I am a morning person. I get up and at it. Coffee first. But when those morning essentials are not there, it throws everything off. My chi is lost. And if it’s a Sunday, fugghedaboutit or, as my dad would say in the most lamenting tone, “Ay, olvidalo.”
Yesterday morning I lacked cream and sugar for my coffee. The only thing worse then having your day thrown off by the time change is having your coffee routine sabotaged by lack. It’s no tragedy, I know. If I have to, I’ll drink it black but if I have time and money, I’m going to Wal-Mart.
So I go to Wal-Mart, looking for the sugar aisle. I find it and review everything. I immediately and subconsciously know to stay away from white sugar. Like a bloodhound, I’m looking for anything organic; again, this is done automatically. I’m a robot. I see some turbinado sugar but I’m immediately repelled.
“Nah,” I say, “That stuff never seems to sweeten my coffee. What a farce.”
There’s multiple organic sugar varieties that please me. Now I’m looking for price and then quality which doesn’t mean I just go for the Wal-Mart brand.
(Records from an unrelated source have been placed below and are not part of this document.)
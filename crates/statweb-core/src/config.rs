//! Configuration types for the harvester.

use serde::{Deserialize, Serialize};
use std::path::{Path, PathBuf};
use std::time::Duration;

use crate::error::AppError;

/// HTTP client configuration for calls to the statistics site and the catalog.
#[derive(Debug, Clone)]
pub struct HttpConfig {
    pub timeout: Duration,
    pub user_agent: String,
}

impl Default for HttpConfig {
    fn default() -> Self {
        Self {
            timeout: Duration::from_secs(30),
            user_agent: format!("statweb-harvester/{}", env!("CARGO_PKG_VERSION")),
        }
    }
}

/// Size of one buffered write while streaming a download to disk.
pub const DEFAULT_CHUNK_SIZE: usize = 10 * 1024 * 1024;

/// Technical documentation page linked from every harvested dataset.
pub const DOCUMENTATION_URL: &str =
    "http://www.statweb.provincia.tn.it/INDICATORISTRUTTURALI/ElencoIndicatori.aspx";

/// Pipeline configuration.
#[derive(Debug, Clone)]
pub struct HarvestConfig {
    /// Directory where downloaded CSV files wait between fetch and import.
    pub scratch_dir: PathBuf,
    /// Write buffer size used by the large-file downloader.
    pub chunk_size: usize,
    /// Public URL of the catalog; file store links are rewritten onto it.
    pub site_url: String,
    /// Value of the `url` field of every dataset.
    pub documentation_url: String,
}

impl Default for HarvestConfig {
    fn default() -> Self {
        Self {
            scratch_dir: std::env::temp_dir(),
            chunk_size: DEFAULT_CHUNK_SIZE,
            site_url: "http://localhost:5000".to_string(),
            documentation_url: DOCUMENTATION_URL.to_string(),
        }
    }
}

impl HarvestConfig {
    /// Sets the scratch directory.
    pub fn with_scratch_dir(mut self, dir: impl Into<PathBuf>) -> Self {
        self.scratch_dir = dir.into();
        self
    }

    /// Sets the public catalog URL.
    pub fn with_site_url(mut self, url: impl Into<String>) -> Self {
        self.site_url = url.into();
        self
    }

    /// Sets the download chunk size. Zero is bumped to one byte.
    pub fn with_chunk_size(mut self, size: usize) -> Self {
        self.chunk_size = size.max(1);
        self
    }
}

// =============================================================================
// Index Source Configuration (harvest.toml)
// =============================================================================

/// Default enabled status when not specified in configuration.
fn default_enabled() -> bool {
    true
}

/// Root configuration structure for harvest.toml.
///
/// # Example
///
/// ```toml
/// [[sources]]
/// name = "indicatori-strutturali"
/// url = "http://www.statweb.provincia.tn.it/IndicatoriStrutturali/exp.aspx"
/// description = "Indicatori strutturali"
///
/// [[sources]]
/// name = "subpro"
/// url = "http://www.statweb.provincia.tn.it/IndicatoriStrutturaliSubPro/exp.aspx"
/// enabled = false
/// ```
#[derive(Debug, Clone, Serialize, Deserialize)]
pub struct SourcesConfig {
    /// Array of index endpoints.
    pub sources: Vec<SourceEntry>,
}

impl SourcesConfig {
    /// Returns only enabled sources.
    pub fn enabled_sources(&self) -> Vec<&SourceEntry> {
        self.sources.iter().filter(|s| s.enabled).collect()
    }

    /// Find a source by name (case-insensitive).
    pub fn find_by_name(&self, name: &str) -> Option<&SourceEntry> {
        self.sources
            .iter()
            .find(|s| s.name.eq_ignore_ascii_case(name))
    }
}

/// A single index endpoint in the configuration file.
#[derive(Debug, Clone, PartialEq, Eq, Serialize, Deserialize)]
pub struct SourceEntry {
    /// Human-readable name, used for `--source <name>` lookup and logging.
    pub name: String,

    /// URL of the JSON index.
    pub url: String,

    /// Whether the source takes part in a harvest run.
    ///
    /// Defaults to `true` if not specified.
    #[serde(default = "default_enabled")]
    pub enabled: bool,

    /// Optional description of the source.
    pub description: Option<String>,
}

impl SourceEntry {
    /// Builds an enabled entry without description.
    pub fn new(name: impl Into<String>, url: impl Into<String>) -> Self {
        Self {
            name: name.into(),
            url: url.into(),
            enabled: true,
            description: None,
        }
    }
}

/// Default configuration file name.
pub const CONFIG_FILE_NAME: &str = "harvest.toml";

/// Returns the default configuration directory path: `~/.config/statweb/`
pub fn default_config_dir() -> Option<PathBuf> {
    dirs::config_dir().map(|p| p.join("statweb"))
}

/// Returns the default configuration file path: `~/.config/statweb/harvest.toml`
pub fn default_config_path() -> Option<PathBuf> {
    default_config_dir().map(|p| p.join(CONFIG_FILE_NAME))
}

const DEFAULT_CONFIG_TEMPLATE: &str = r#"# statweb harvester configuration
#
# Usage:
#   statweb harvest                  # Harvest every enabled source
#   statweb harvest --source subpro  # Harvest one source by name
#
# Set enabled = false to skip a source.

# Structural indicators (entries point to a metadata document)
[[sources]]
name = "indicatori-strutturali"
url = "http://www.statweb.provincia.tn.it/IndicatoriStrutturali/exp.aspx"
description = "Indicatori strutturali della Provincia Autonoma di Trento"

# Sub-provincial indicators (self-contained entries)
[[sources]]
name = "subpro"
url = "http://www.statweb.provincia.tn.it/IndicatoriStrutturaliSubPro/exp.aspx"
enabled = false
description = "Indicatori strutturali sub-provinciali"
"#;

/// Load the source list from a TOML file.
///
/// # Arguments
/// * `path` - Optional custom path. If `None`, uses the default XDG path.
///
/// # Returns
/// * `Ok(Some(config))` - Configuration loaded successfully
/// * `Ok(None)` - No configuration directory available and no template could be written
/// * `Err(e)` - Custom path missing, or the file exists but is invalid
///
/// When the default file does not exist a template listing the upstream
/// index endpoints is written first and then read back.
pub fn load_sources_config(path: Option<PathBuf>) -> Result<Option<SourcesConfig>, AppError> {
    let using_default_path = path.is_none();
    let config_path = match path {
        Some(p) => p,
        None => match default_config_path() {
            Some(p) => p,
            None => return Ok(None),
        },
    };

    if !config_path.exists() {
        if using_default_path {
            if let Err(e) = create_default_config(&config_path) {
                tracing::warn!("Could not create default config template: {}", e);
                return Ok(None);
            }
        } else {
            return Err(AppError::ConfigError(format!(
                "Config file not found: {}",
                config_path.display()
            )));
        }
    }

    let content = std::fs::read_to_string(&config_path).map_err(|e| {
        AppError::ConfigError(format!(
            "Failed to read config file '{}': {}",
            config_path.display(),
            e
        ))
    })?;

    let config: SourcesConfig = toml::from_str(&content).map_err(|e| {
        AppError::ConfigError(format!(
            "Invalid TOML in '{}': {}",
            config_path.display(),
            e
        ))
    })?;

    Ok(Some(config))
}

fn create_default_config(path: &Path) -> std::io::Result<()> {
    if let Some(parent) = path.parent() {
        std::fs::create_dir_all(parent)?;
    }

    std::fs::write(path, DEFAULT_CONFIG_TEMPLATE)?;
    tracing::info!("Created default config template at: {}", path.display());

    Ok(())
}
Not even sure if they have Great Value Organic Sugar. But if they did, I wouldn’t buy it. I’d look for something better. I find what I’m looking for: Organic, Non-GMO, Pure Cane Sugar.
“Sweet!” I exclaim, relieved I’m the only one in the aisle. But then, I see a bag for Organic, Non-GMO, Fair Trade, Pure Cane Sugar. Ah hah! Not just healthy sugar but one that also appeals to my sense of fairness and social responsibility. I grab it and walk towards the milk aisle. Nothing fancy with the cream. Plain half and half is just my game. Then I think about breakfast. The kids and Gretna had baked oatmeal the day before and I missed cooking Saturday morning breakfast as usual because of Andres’s baseball game. We have eggs for days because the ladies are pumping them out like machines. I walk towards the breakfast meat section.
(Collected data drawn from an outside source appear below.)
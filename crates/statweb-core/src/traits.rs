//! Trait definitions for the pipeline's collaborators.
//!
//! The stage machine talks to three external systems: the statistics site
//! it harvests from, the ledger that keeps harvest objects between stages,
//! and the dataset catalog it publishes to. Each one sits behind a trait so
//! the pipeline can run against in-memory mocks in tests.
//!
//! # Example
//!
//! ```
//! use statweb_core::traits::IndicatorSource;
//! use statweb_core::AppError;
//!
//! async fn index_size<R: IndicatorSource>(source: &R, url: &str) -> Result<usize, AppError> {
//!     let index = source.get_json(url).await?;
//!     Ok(statweb_core::models::first_list(&index).map_or(0, Vec::len))
//! }
//! ```

use std::future::Future;
use std::path::{Path, PathBuf};

use serde_json::Value;
use uuid::Uuid;

use crate::AppError;
use crate::models::{DatasetRecord, HarvestObject, ObjectState, ServiceIdentity, Stage};

/// Remote publisher of indicator indexes, metadata and tables.
pub trait IndicatorSource: Send + Sync + Clone {
    /// Fetches and parses a JSON document.
    ///
    /// # Errors
    ///
    /// Transport failures and non-2xx answers are errors, as is a body that
    /// is not JSON.
    fn get_json(&self, url: &str) -> impl Future<Output = Result<Value, AppError>> + Send;

    /// Streams a remote file into a new scratch file inside `dir`.
    ///
    /// Returns the path of the created file. Nothing is created when the
    /// remote answers with an error status.
    fn download(
        &self,
        url: &str,
        dir: &Path,
    ) -> impl Future<Output = Result<PathBuf, AppError>> + Send;
}

/// Durable store of harvest objects.
pub trait HarvestLedger: Send + Sync + Clone {
    /// Creates a harvest object in state `Discovered`.
    ///
    /// # Arguments
    ///
    /// * `job_id` - The owning harvest job
    /// * `guid` - Content-hash identifier of the indicator
    /// * `payload` - Initial serialized payload
    fn create(
        &self,
        job_id: Uuid,
        guid: &str,
        payload: &str,
    ) -> impl Future<Output = Result<Uuid, AppError>> + Send;

    /// Loads a harvest object, or `None` if it does not exist.
    fn load(&self, id: Uuid) -> impl Future<Output = Result<Option<HarvestObject>, AppError>> + Send;

    /// Replaces the payload of an object and moves it to `state`.
    fn save(
        &self,
        id: Uuid,
        payload: &str,
        state: ObjectState,
    ) -> impl Future<Output = Result<(), AppError>> + Send;

    /// Records an error against an object and marks it `Failed`.
    ///
    /// The payload is left untouched.
    fn mark_error(
        &self,
        id: Uuid,
        message: &str,
        stage: Stage,
    ) -> impl Future<Output = Result<(), AppError>> + Send;
}

/// Dataset catalog with create-or-update-by-id semantics.
pub trait CatalogClient: Send + Sync + Clone {
    /// Creates the dataset, or updates it when its id already exists.
    ///
    /// Returns the name the dataset is stored under: `record.name` for a new
    /// dataset, the name it already had for an update.
    fn create_or_update(
        &self,
        record: &DatasetRecord,
    ) -> impl Future<Output = Result<String, AppError>> + Send;

    /// Uploads a local file to the catalog file store and returns its public URL.
    fn upload_file(&self, path: &Path) -> impl Future<Output = Result<String, AppError>> + Send;

    /// Returns a dataset name derived from `title` that is free in the catalog.
    fn generate_unique_name(
        &self,
        title: &str,
    ) -> impl Future<Output = Result<String, AppError>> + Send;

    /// Returns the identity catalog writes are performed as. Checked once
    /// before a run; the pipeline itself does not use it.
    fn service_identity(&self) -> impl Future<Output = Result<ServiceIdentity, AppError>> + Send;
}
“I can make eggs, fresh hash brown, cut up a little avocado and get some bacon or sausage.” But of course, not every breakfast meat is made equal. As I survey the bacon, sausage, and ham in front of me, again, my thought process is guided by certain words.
“Buy only uncured, non-GMO, no nitrates or added preservative meat.” I look around as if spooked and controlled by something outside myself. It’s an odd sort of mind-control as if someone is standing next to me, forcing my buying. But of course, I already know the answer. It’s not mind control. It’s knowing information. It’s living with a wife whose very informed about how our food is made and what alternatives are better. Even if it means paying a little more. Like now. I am amazed how much more I have to pay to buy good food for my family. I think of the breakfast I will make for them and am glad that I’m not just giving them Captain Crunch like the lady next to me in the self-checkout.
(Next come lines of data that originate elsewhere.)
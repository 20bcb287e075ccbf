//! Statweb Core - Domain types and the harvesting pipeline.
//!
//! This crate turns the structural-indicator indexes of the provincial
//! statistics site into catalog datasets:
//!
//! - **Domain models**: [`IndicatorRecord`], [`HarvestObject`], [`DatasetRecord`], etc.
//! - **Business logic**: metadata normalization, tag cleaning, table conversion
//! - **Services**: [`HarvestService`] running the gather → fetch → import stages
//! - **Traits**: [`IndicatorSource`], [`HarvestLedger`], [`CatalogClient`] for dependency injection
//! - **Progress reporting**: [`ProgressReporter`] trait for decoupled logging/UI
//!
//! # Architecture
//!
//! The pipeline never talks to HTTP or PostgreSQL directly. The concrete
//! collaborators live in `statweb-client` and `statweb-db`:
//!
//! - [`IndicatorSource`] - statistics site (JSON endpoints, CSV downloads)
//! - [`HarvestLedger`] - durable harvest objects between stages
//! - [`CatalogClient`] - CKAN catalog and its file store
//!
//! # Example
//!
//! ```ignore
//! use statweb_core::{HarvestJob, HarvestService, SourceEntry, TracingReporter};
//!
//! let service = HarvestService::new(ledger, source, catalog);
//! let job = HarvestJob::new(vec![SourceEntry::new("indicatori-strutturali", index_url)]);
//! let stats = service.run_job_with_progress(&job, &TracingReporter).await?;
//! ```

pub mod config;
pub mod error;
pub mod harvest;
pub mod mapping;
pub mod models;
pub mod progress;
pub mod stats;
pub mod tabular;
pub mod tags;
pub mod traits;

// Configuration
pub use config::{
    HarvestConfig, HttpConfig, SourceEntry, SourcesConfig, default_config_path,
    load_sources_config,
};

// Error handling
pub use error::{AppError, ErrorKind};

// Domain models
pub use models::{
    DatasetRecord, FetchedResource, HarvestJob, HarvestObject, HarvestPayload, HarvesterInfo,
    IndicatorRecord, License, ObjectError, ObjectState, ResourceAttachment, SchemaVariant,
    ServiceIdentity, Stage, content_hash, slugify,
};

// Normalization
pub use mapping::{NormalizedMetadata, normalize};
pub use tags::clean_tags;

// Statistics
pub use stats::{HarvestStats, StageOutcome};

// Progress reporting
pub use progress::{HarvestEvent, ProgressReporter, SilentReporter, TracingReporter};

// Traits for dependency injection
pub use traits::{CatalogClient, HarvestLedger, IndicatorSource};

// Services (generic over trait implementations)
pub use harvest::HarvestService;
And then I came home and busted out this hearty breakfast for my family with the speed and intensity of a short order cook. Not to mention pressed for time because we had to get to church. When I work like this for my family, I can’t help but realize that I am merely emulating my father and the breakfasts he would prepare for us: eggs, beans, avocados, platanos, queso cotija, tortillas y cafe. And before I serve myself to eat, for a moment, I’m angry at movies, no, stupid movies like Mom’s Night Out that make husbands look like helpless, incompetent, imbeciles. But I don’t let it get to me. All is forgiven. It’s Sunday.